Hypothesis: Causes of Type 2 Diabetes in Progeroid Werner Syndrome

ABSTRACT

The premature ageing Werner syndrome (WS) is characterized by the early onset of many age related phenotypes, including graying of hair, cataracts, atherosclerosis, cancer and type 2 diabetes. Type 2 diabetes (DM2) is the loss of blood glucose homeostastis, due to insulin resistance and a failure of acute glucose-stimulated insulin secretion (GSIS) by pancreatic β cells. Early compensation for insulin resistance usually occurs through increased insulin secretion consequent on increased β cell mass, requiring proliferation of β cells; DM2 progresses if there is failure of compensation.
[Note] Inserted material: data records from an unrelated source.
// Copyright 2025 The Tari Project
// SPDX-License-Identifier: BSD-3-Clause

use reqwest::Method;
use serde::{Deserialize, Serialize};
use serde_json::Value;

/// Everything the transport needs to put one request on the wire.
///
/// Built fresh for every attempt by the request builder and never mutated afterwards.
#[derive(Debug, Clone, PartialEq)]
pub struct RequestDescriptor {
    pub method: Method,
    pub url: String,
    pub headers: Vec<(String, String)>,
    pub body: Option<Value>,
}

impl RequestDescriptor {
    /// Host part of the URL, used to attribute failures to a peer.
    pub fn host(&self) -> Option<String> {
        url::Url::parse(&self.url)
            .ok()
            .and_then(|url| url.host_str().map(str::to_string))
    }

    pub fn header(&self, name: &str) -> Option<&str> {
        self.headers
            .iter()
            .find(|(key, _)| key.eq_ignore_ascii_case(name))
            .map(|(_, value)| value.as_str())
    }
}

/// A peer as reported by [`Session::list_peers`](crate::session::Session::list_peers).
#[derive(Debug, Clone, PartialEq, Eq, Serialize, Deserialize)]
pub struct PeerDescriptor {
    pub node: String,
    #[serde(skip_serializing_if = "Option::is_none")]
    pub ssl: Option<bool>,
    #[serde(skip_serializing_if = "Option::is_none")]
    pub testnet: Option<bool>,
}

/// Read-only projection of the three configured peer pools.
#[derive(Debug, Clone, PartialEq, Eq, Serialize, Deserialize)]
pub struct PeerListing {
    pub official: Vec<PeerDescriptor>,
    pub ssl: Vec<PeerDescriptor>,
    pub testnet: Vec<PeerDescriptor>,
}

/// Keys derived from a secret passphrase, hex encoded.
#[derive(Debug, Clone, PartialEq, Eq, Serialize, Deserialize)]
#[serde(rename_all = "camelCase")]
pub struct AccountKeys {
    pub public_key: String,
    pub private_key: String,
}

#[derive(Debug, Clone, PartialEq, Eq, Serialize, Deserialize)]
#[serde(rename_all = "camelCase")]
pub struct AccountAddress {
    pub address: String,
    pub public_key: String,
}
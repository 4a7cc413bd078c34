use clap::Parser;
use log::info;
use reqwest::Method;
use serde::Serialize;
use serde_json::{Value, json};

use lisk_client::api::accounts::get_address_from_secret;
use lisk_client::cli::{Cli, Commands, parse_params};
use lisk_client::config::load_lisk_config;
use lisk_client::crypto::Ed25519KeyDeriver;
use lisk_client::log::init_logging;
use lisk_client::session::{Params, Session};

#[tokio::main]
async fn main() -> Result<(), anyhow::Error> {
    init_logging();

    let cli = Cli::parse();

    let mut config = load_lisk_config(&cli.config, cli.testnet)?;
    config.apply_node(&cli.node);

    let session = Session::from_config(&config)?;

    let result = match cli.command {
        Commands::Peers => {
            let identity = session.network_identity().await;
            json!({
                "current": session.current_peer().await,
                "network": identity.network().to_string(),
                "nethash": identity.hash,
                "peers": session.list_peers().await,
            })
        },
        Commands::Request {
            method,
            resource,
            params,
        } => {
            let method = Method::from_bytes(method.to_uppercase().as_bytes())?;
            let params = parse_params(&params)?
                .into_iter()
                .map(|(key, value)| (key, Value::String(value)))
                .collect::<Params>();
            session.send_request(method, &resource, Some(params)).await
        },
        Commands::Account { address } => session.get_account(&address).await,
        Commands::Address { secret } => serde_json::to_value(get_address_from_secret(&Ed25519KeyDeriver, &secret)?)?,
        Commands::Blocks { limit } => session.list_blocks(limit).await,
        Commands::Block { height } => session.get_block(height).await,
        Commands::ForgedBlocks { public_key } => session.list_forged_blocks(&public_key).await,
        Commands::Transactions { address, limit, offset } => {
            session.list_transactions(&address, limit, offset).await
        },
        Commands::Transaction { id } => session.get_transaction(&id).await,
        Commands::Send {
            recipient,
            amount,
            secret,
            second_secret,
        } => {
            session
                .send_lsk(&recipient, amount, &secret, second_secret.as_deref())
                .await
        },
        Commands::Broadcast { transaction } => {
            let transaction: Value = serde_json::from_str(&transaction)?;
            session.broadcast_signed_transaction(transaction).await
        },
        Commands::Delegates { limit, standby: false } => session.list_active_delegates(limit).await,
        Commands::Delegates { limit, standby: true } => session.list_standby_delegates(limit).await,
        Commands::SearchDelegate { username } => session.search_delegate_by_username(&username).await,
        Commands::Votes { address } => session.list_votes(&address).await,
        Commands::Voters { public_key } => session.list_voters(&public_key).await,
        Commands::Multisignatures { id: None } => session.list_multisignature_transactions().await,
        Commands::Multisignatures { id: Some(id) } => session.get_multisignature_transaction(&id).await,
    };

    if let Some(latency) = session.last_request_latency().await {
        info!(latency_ms = latency.as_millis() as u64; "Last request latency");
    }

    print_json(&result)
}

fn print_json<T: Serialize>(value: &T) -> Result<(), anyhow::Error> {
    println!("{}", serde_json::to_string_pretty(value)?);
    Ok(())
}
How loss of the WRN DNA helicase/exonuclease in WS contributes to DM2 has long been a puzzle. Loss of function mutations in WRN result in problems with DNA replication, repair and recombination, consequential genomic instability and premature onset of cellular senescence. Here, I suggest that the high prevalence of DM2 in WS is a consequence of senescence of WS β cells, with islet cells undergoing highly premature failure of the hyperproliferative compensatory stage, rapidly leading to late stage diabetes. The additional contribution to DM2 progression by pro-inflammatory cytokines is discussed.